Start of Block

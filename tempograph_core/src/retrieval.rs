//! Hybrid fact ranking.
//!
//! Combines three signals into one score per candidate fact:
//!
//! - **semantic**: cosine similarity between the query embedding and the
//!   fact's assertion embedding;
//! - **lexical**: BM25 over the candidate set, normalized by the best raw
//!   score so the component lands in `[0, 1]`. Document statistics are built
//!   from the candidates themselves, so one partition's corpus never leaks
//!   into another's scores;
//! - **graph**: hop-decayed proximity to the query's anchor entities.
//!
//! When no query embedding is available (degraded mode) the semantic
//! component is zero for every candidate and ranking proceeds on the other
//! two signals. Ties break toward the most recent event time.

use std::collections::HashMap;

use serde::{Deserialize, Serialize};

use crate::resolver::cosine_similarity;
use crate::types::{EntityId, Fact};

/// Component weights and BM25 parameters for hybrid ranking.
#[derive(Debug, Clone, Serialize, Deserialize)]
pub struct RankWeights {
    /// Weight of the cosine similarity component. Default: 0.5.
    pub semantic: f32,
    /// Weight of the BM25 component. Default: 0.3.
    pub lexical: f32,
    /// Weight of the graph proximity component. Default: 0.2.
    pub graph: f32,
    /// BM25 term-frequency saturation. Default: 1.2.
    pub bm25_k1: f32,
    /// BM25 length normalization. Default: 0.75.
    pub bm25_b: f32,
    /// Per-hop decay of the proximity boost. Default: 0.5.
    pub hop_decay: f32,
    /// Maximum hops explored from anchor entities. Default: 2.
    pub max_hops: usize,
}

impl Default for RankWeights {
    fn default() -> Self {
        Self {
            semantic: 0.5,
            lexical: 0.3,
            graph: 0.2,
            bm25_k1: 1.2,
            bm25_b: 0.75,
            hop_decay: 0.5,
            max_hops: 2,
        }
    }
}

/// One fact entering ranking, with its graph proximity boost already
/// resolved (the better of its two endpoints).
#[derive(Debug, Clone)]
pub struct Candidate {
    pub fact: Fact,
    pub graph_boost: f32,
}

impl Candidate {
    pub fn new(fact: Fact, graph_boost: f32) -> Self {
        Self { fact, graph_boost }
    }
}

/// A ranked fact with its component scores, for explainability.
#[derive(Debug, Clone)]
pub struct RankedCandidate {
    pub fact: Fact,
    pub score: f32,
    pub semantic: f32,
    pub lexical: f32,
    pub graph: f32,
}

/// Lowercase alphanumeric tokenization shared by queries and assertions.
pub fn tokenize(text: &str) -> Vec<String> {
    text.split(|c: char| !c.is_alphanumeric())
        .filter(|t| !t.is_empty())
        .map(str::to_lowercase)
        .collect()
}

/// Convert BFS hop distances into decayed proximity boosts. Distance 0
/// (an anchor itself) scores 1.0; each further hop multiplies by
/// `hop_decay`.
pub fn proximity_boosts(
    distances: &HashMap<EntityId, usize>,
    hop_decay: f32,
) -> HashMap<EntityId, f32> {
    distances
        .iter()
        .map(|(id, depth)| (*id, hop_decay.powi(*depth as i32)))
        .collect()
}

/// BM25 document statistics over one candidate set.
struct Bm25Context {
    doc_freq: HashMap<String, usize>,
    total_docs: usize,
    avg_doc_len: f32,
}

impl Bm25Context {
    fn build(docs: &[Vec<String>]) -> Self {
        let mut doc_freq: HashMap<String, usize> = HashMap::new();
        let mut total_len = 0usize;
        for doc in docs {
            total_len += doc.len();
            let mut seen: Vec<&String> = Vec::new();
            for token in doc {
                if !seen.contains(&token) {
                    seen.push(token);
                    *doc_freq.entry(token.clone()).or_insert(0) += 1;
                }
            }
        }
        let total_docs = docs.len();
        Self {
            doc_freq,
            total_docs,
            avg_doc_len: if total_docs > 0 {
                total_len as f32 / total_docs as f32
            } else {
                0.0
            },
        }
    }

    fn score(&self, query: &[String], doc: &[String], k1: f32, b: f32) -> f32 {
        if doc.is_empty() || self.total_docs == 0 {
            return 0.0;
        }
        let mut score = 0.0f32;
        for term in query {
            let tf = doc.iter().filter(|t| *t == term).count() as f32;
            if tf == 0.0 {
                continue;
            }
            let df = self.doc_freq.get(term).copied().unwrap_or(0) as f32;
            let idf = ((self.total_docs as f32 - df + 0.5) / (df + 0.5) + 1.0).ln();
            let denom = tf + k1 * (1.0 - b + b * doc.len() as f32 / self.avg_doc_len.max(1e-6));
            score += idf * tf * (k1 + 1.0) / denom;
        }
        score
    }
}

/// Rank candidate facts for a query.
///
/// `query_embedding = None` drops the semantic component entirely. The
/// returned list is sorted by combined score, ties broken by most recent
/// `valid_at`.
pub fn rank(
    query_embedding: Option<&[f32]>,
    query_text: &str,
    candidates: Vec<Candidate>,
    weights: &RankWeights,
) -> Vec<RankedCandidate> {
    let query_tokens = tokenize(query_text);
    let docs: Vec<Vec<String>> = candidates
        .iter()
        .map(|c| tokenize(&c.fact.assertion))
        .collect();
    let context = Bm25Context::build(&docs);

    let raw_lexical: Vec<f32> = docs
        .iter()
        .map(|doc| context.score(&query_tokens, doc, weights.bm25_k1, weights.bm25_b))
        .collect();
    let max_lexical = raw_lexical.iter().cloned().fold(0.0f32, f32::max);

    let mut ranked: Vec<RankedCandidate> = candidates
        .into_iter()
        .zip(raw_lexical)
        .map(|(candidate, raw)| {
            let semantic = match (query_embedding, candidate.fact.embedding.as_deref()) {
                (Some(q), Some(f)) => cosine_similarity(q, f).max(0.0),
                _ => 0.0,
            };
            let lexical = if max_lexical > 0.0 { raw / max_lexical } else { 0.0 };
            let graph = candidate.graph_boost.clamp(0.0, 1.0);
            let score =
                weights.semantic * semantic + weights.lexical * lexical + weights.graph * graph;
            RankedCandidate {
                fact: candidate.fact,
                score,
                semantic,
                lexical,
                graph,
            }
        })
        .collect();

    ranked.sort_by(|a, b| {
        b.score
            .partial_cmp(&a.score)
            .unwrap_or(std::cmp::Ordering::Equal)
            .then_with(|| b.fact.valid_at.cmp(&a.fact.valid_at))
    });
    ranked
}
//! # Tempograph Core
//!
//! Core data model and algorithms for the Tempograph temporal knowledge graph:
//!
//! - **Bi-temporal records** ([`types`]) — episodes, entities, facts, and
//!   communities, each tagged with a tenant partition (`group_id`) and, for
//!   facts, the `(valid_at, invalid_at, recorded_at, expired_at)` quadruple.
//! - **Partition-scoped store** ([`store`]) — the system of record. Tenant
//!   isolation is enforced at the storage boundary: every read and write goes
//!   through a [`store::PartitionFilter`], never an ambient global graph.
//! - **Entity resolution** ([`resolver`]) — merge-or-create matching with an
//!   explicit false-negative bias.
//! - **Community detection** ([`community`]) — Leiden clustering over the
//!   non-expired fact graph via the `graphrs` crate.
//! - **Hybrid ranking** ([`retrieval`]) — cosine similarity + BM25 lexical
//!   scoring + hop-decayed graph proximity, combined as a weighted sum.
//! - **Query transformation heuristics** ([`query`]) — entity-filter vs.
//!   semantic-search strategy selection with a public transformation record.
//!
//! Everything in this crate is synchronous and provider-free; language-model
//! and embedding capabilities live behind traits in `tempograph_extraction`
//! and are orchestrated by `tempograph_engine`.

pub mod community;
pub mod query;
pub mod resolver;
pub mod retrieval;
pub mod store;
pub mod types;

pub use community::{cluster_entities, CommunityParams, QualityFunctionType};
pub use query::{
    extract_entity_names, should_use_entity_filter, strategy_reason, Strategy, Transformation,
};
pub use resolver::{cosine_similarity, match_candidate, MatchDecision, ResolverConfig};
pub use retrieval::{proximity_boosts, rank, Candidate, RankWeights, RankedCandidate};
pub use store::{BiTemporalStore, FactWrite, GraphStats, PartitionFilter};
pub use types::{
    AttrValue, Community, CommunityId, Entity, EntityId, Episode, EpisodeContent, EpisodeId, Fact,
    FactId, FactKey, GroupId,
};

End of Block

**What is needed**
Lines containing the word "decayed" in the entries above should be counted, and only that number given.

**Answer to this problem**
3